EXERCISE GOAL -> Check each line of the entries for "struct" and report the ones that have it.

━━━ SOURCE MATERIAL

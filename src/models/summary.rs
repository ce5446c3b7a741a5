use chrono::{DateTime, Utc};
use serde::Serialize;
use uuid::Uuid;

use super::event::{Event, EventStatus};
use super::registration::{Registration, RegistrationStatus};

/// Dashboard counters for one organizer.
///
/// Each counter comes from its own query, so the four values are not a
/// point-in-time snapshot when writes happen concurrently.
#[derive(Debug, Clone, Copy, Default, PartialEq, Eq, Serialize)]
pub struct OrganizerSummary {
    pub total_events: i64,
    pub published_events: i64,
    pub total_registrations: i64,
    pub upcoming_events: i64,
}

/// Per-event registration breakdown.
#[derive(Debug, Clone, PartialEq, Serialize)]
pub struct EventStats {
    pub id: Uuid,
    pub title: String,
    pub organizer_id: Uuid,
    pub event_date: DateTime<Utc>,
    pub status: EventStatus,
    pub capacity: Option<i32>,
    pub total_registrations: i64,
    pub active_registrations: i64,
    pub cancelled_registrations: i64,
    pub attendees: i64,
    pub capacity_percentage: f64,
}

impl EventStats {
    pub fn from_registrations(event: &Event, registrations: &[Registration]) -> Self {
        let count = |status: RegistrationStatus| {
            registrations.iter().filter(|r| r.status == status).count() as i64
        };
        let active = count(RegistrationStatus::Registered);
        let capacity_percentage = match event.capacity {
            Some(capacity) if capacity > 0 => {
                ((active as f64 / capacity as f64) * 10000.0).round() / 100.0
            }
            _ => 0.0,
        };

        Self {
            id: event.id,
            title: event.title.clone(),
            organizer_id: event.organizer_id,
            event_date: event.event_date,
            status: event.status,
            capacity: event.capacity,
            total_registrations: registrations.len() as i64,
            active_registrations: active,
            cancelled_registrations: count(RegistrationStatus::Cancelled),
            attendees: count(RegistrationStatus::Attended),
            capacity_percentage,
        }
    }
}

━━━━━━

REPLY ->
pub struct OrganizerSummary {
pub struct EventStats {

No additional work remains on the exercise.